Once children go to school and start to build their own circles, the care we put into them will constrain their growth. Children really need you when they need you, but they also want to see a hard-working mother when they don't need you.

Maslow once said that everyone has a need to belong. Finding a job will give us a sense of belonging and increase our sense of value.

I gradually understand that children will have their own friends when they go to primary school, middle school and university. If we are still child-centered, we will inevitably feel anxious and depressed, and we may also feel sad because our children ignore us.

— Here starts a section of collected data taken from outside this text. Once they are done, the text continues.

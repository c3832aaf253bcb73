//! In-memory rate limiting for doctor chat requests.
//!
//! DESIGN
//! ======
//! Sliding-window counters backed by `HashMap<Uuid, VecDeque<Instant>>`.
//! Three limits enforced, all keyed by authenticated user:
//! - Per-user: 10 chat requests/min
//! - Global: 30 completion calls/min
//! - Token budget: 50k tokens/user/hour
//!
//! Counters live only in process memory and reset on restart.

use std::collections::{HashMap, VecDeque};
use std::sync::{Arc, Mutex};
use std::time::{Duration, Instant};

use uuid::Uuid;

const DEFAULT_PER_USER_LIMIT: usize = 10;
const DEFAULT_PER_USER_WINDOW_SECS: u64 = 60;

const DEFAULT_GLOBAL_LIMIT: usize = 30;
const DEFAULT_GLOBAL_WINDOW_SECS: u64 = 60;

const DEFAULT_TOKEN_BUDGET: u64 = 50_000;
const DEFAULT_TOKEN_WINDOW_SECS: u64 = 3600;

#[derive(Debug, Clone, Copy)]
pub(crate) struct RateLimitConfig {
    pub(crate) per_user_limit: usize,
    pub(crate) per_user_window: Duration,
    pub(crate) global_limit: usize,
    pub(crate) global_window: Duration,
    pub(crate) token_budget: u64,
    pub(crate) token_window: Duration,
}

impl RateLimitConfig {
    fn from_env() -> Self {
        Self {
            per_user_limit: env_parse("RATE_LIMIT_PER_USER", DEFAULT_PER_USER_LIMIT),
            per_user_window: Duration::from_secs(env_parse(
                "RATE_LIMIT_PER_USER_WINDOW_SECS",
                DEFAULT_PER_USER_WINDOW_SECS,
            )),
            global_limit: env_parse("RATE_LIMIT_GLOBAL", DEFAULT_GLOBAL_LIMIT),
            global_window: Duration::from_secs(env_parse("RATE_LIMIT_GLOBAL_WINDOW_SECS", DEFAULT_GLOBAL_WINDOW_SECS)),
            token_budget: env_parse("RATE_LIMIT_TOKEN_BUDGET", DEFAULT_TOKEN_BUDGET),
            token_window: Duration::from_secs(env_parse("RATE_LIMIT_TOKEN_WINDOW_SECS", DEFAULT_TOKEN_WINDOW_SECS)),
        }
    }
}

impl Default for RateLimitConfig {
    fn default() -> Self {
        Self {
            per_user_limit: DEFAULT_PER_USER_LIMIT,
            per_user_window: Duration::from_secs(DEFAULT_PER_USER_WINDOW_SECS),
            global_limit: DEFAULT_GLOBAL_LIMIT,
            global_window: Duration::from_secs(DEFAULT_GLOBAL_WINDOW_SECS),
            token_budget: DEFAULT_TOKEN_BUDGET,
            token_window: Duration::from_secs(DEFAULT_TOKEN_WINDOW_SECS),
        }
    }
}

pub(crate) fn env_parse<T>(key: &str, default: T) -> T
where
    T: std::str::FromStr + Copy,
{
    std::env::var(key)
        .ok()
        .and_then(|v| v.parse::<T>().ok())
        .unwrap_or(default)
}

// =============================================================================
// ERROR TYPE
// =============================================================================

#[derive(Debug, thiserror::Error)]
#[allow(clippy::enum_variant_names)]
pub enum RateLimitError {
    #[error("per-user rate limit exceeded (max {limit} requests/{window_secs}s)")]
    PerUserExceeded { limit: usize, window_secs: u64 },
    #[error("global rate limit exceeded (max {limit} requests/{window_secs}s)")]
    GlobalExceeded { limit: usize, window_secs: u64 },
    #[error("token budget exceeded (max {budget} tokens/{window_secs}s)")]
    TokenBudgetExceeded { budget: u64, window_secs: u64 },
}

impl crate::error::ErrorCode for RateLimitError {
    fn error_code(&self) -> &'static str {
        match self {
            Self::PerUserExceeded { .. } => "E_RATE_LIMIT_USER",
            Self::GlobalExceeded { .. } => "E_RATE_LIMIT_GLOBAL",
            Self::TokenBudgetExceeded { .. } => "E_TOKEN_BUDGET",
        }
    }

    fn retryable(&self) -> bool {
        true
    }
}

// =============================================================================
// RATE LIMITER
// =============================================================================

#[derive(Clone)]
pub struct RateLimiter {
    inner: Arc<Mutex<RateLimiterInner>>,
    config: RateLimitConfig,
}

#[derive(Default)]
struct RateLimiterInner {
    /// Per-user request timestamps.
    user_requests: HashMap<Uuid, VecDeque<Instant>>,
    /// Global request timestamps.
    global_requests: VecDeque<Instant>,
    /// Per-user token usage: (timestamp, `token_count`).
    user_tokens: HashMap<Uuid, VecDeque<(Instant, u64)>>,
}

impl RateLimiter {
    #[must_use]
    pub fn new() -> Self {
        Self::with_config(RateLimitConfig::from_env())
    }

    pub(crate) fn with_config(config: RateLimitConfig) -> Self {
        Self { inner: Arc::new(Mutex::new(RateLimiterInner::default())), config }
    }

    /// Check the token budget, then both request limits, then record the request.
    ///
    /// # Errors
    ///
    /// Returns the first limit that would be exceeded. Nothing is recorded on error.
    pub fn check_and_record(&self, user_id: Uuid) -> Result<(), RateLimitError> {
        self.check_and_record_at(user_id, Instant::now())
    }

    fn check_and_record_at(&self, user_id: Uuid, now: Instant) -> Result<(), RateLimitError> {
        let mut inner = self
            .inner
            .lock()
            .unwrap_or_else(std::sync::PoisonError::into_inner);
        let cfg = self.config;

        let used_tokens: u64 = {
            let tokens = inner.user_tokens.entry(user_id).or_default();
            prune(tokens, now, cfg.token_window, |&(at, _)| at);
            tokens.iter().map(|(_, t)| t).sum()
        };
        if used_tokens >= cfg.token_budget {
            return Err(RateLimitError::TokenBudgetExceeded {
                budget: cfg.token_budget,
                window_secs: cfg.token_window.as_secs(),
            });
        }

        prune(&mut inner.global_requests, now, cfg.global_window, |&at| at);
        if inner.global_requests.len() >= cfg.global_limit {
            return Err(RateLimitError::GlobalExceeded {
                limit: cfg.global_limit,
                window_secs: cfg.global_window.as_secs(),
            });
        }

        let user_deque = inner.user_requests.entry(user_id).or_default();
        prune(user_deque, now, cfg.per_user_window, |&at| at);
        if user_deque.len() >= cfg.per_user_limit {
            return Err(RateLimitError::PerUserExceeded {
                limit: cfg.per_user_limit,
                window_secs: cfg.per_user_window.as_secs(),
            });
        }

        user_deque.push_back(now);
        inner.global_requests.push_back(now);
        Ok(())
    }

    /// Record token usage after a completion response.
    pub fn record_tokens(&self, user_id: Uuid, tokens: u64) {
        self.record_tokens_at(user_id, tokens, Instant::now());
    }

    fn record_tokens_at(&self, user_id: Uuid, tokens: u64, now: Instant) {
        let mut inner = self
            .inner
            .lock()
            .unwrap_or_else(std::sync::PoisonError::into_inner);
        let window = self.config.token_window;
        let deque = inner.user_tokens.entry(user_id).or_default();
        prune(deque, now, window, |&(at, _)| at);
        deque.push_back((now, tokens));
    }
}

impl Default for RateLimiter {
    fn default() -> Self {
        Self::new()
    }
}

// =============================================================================
// HELPERS
// =============================================================================

/// Drop entries older than `window` from the front of a time-ordered deque.
fn prune<T>(deque: &mut VecDeque<T>, now: Instant, window: Duration, stamp: impl Fn(&T) -> Instant) {
    while deque.front().is_some_and(|e| now.duration_since(stamp(e)) > window) {
        deque.pop_front();
    }
}

#[cfg(test)]
#[path = "rate_limit_test.rs"]
mod tests;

Choosing a job at this time can alleviate our anxiety about the future.

05

Half-hearted marriage is the best time for you to re-enter the workplace.

After years of intense and busy parenting, our marriage has gradually become calm. No longer arguing about right and wrong, under the big goal of "for the healthy growth of the baby", our concepts gradually converge.

Knowing that you can't achieve it, you will no longer be delusional and will not give in to what you think you can achieve. We will become less delusional and humble, and our marriage will be harmonious and not distorted.

I gradually understand that in marriage, we don't need to try our best to please each other, and we don't need to worry about each other's circle of friends. Our marriage, which is half family and half love, has become more stable and particularly secure. This time is the best time for us to leave home and re-enter the workplace.

Also start reading picture books-reading experts around you. Insist on showing it only to children.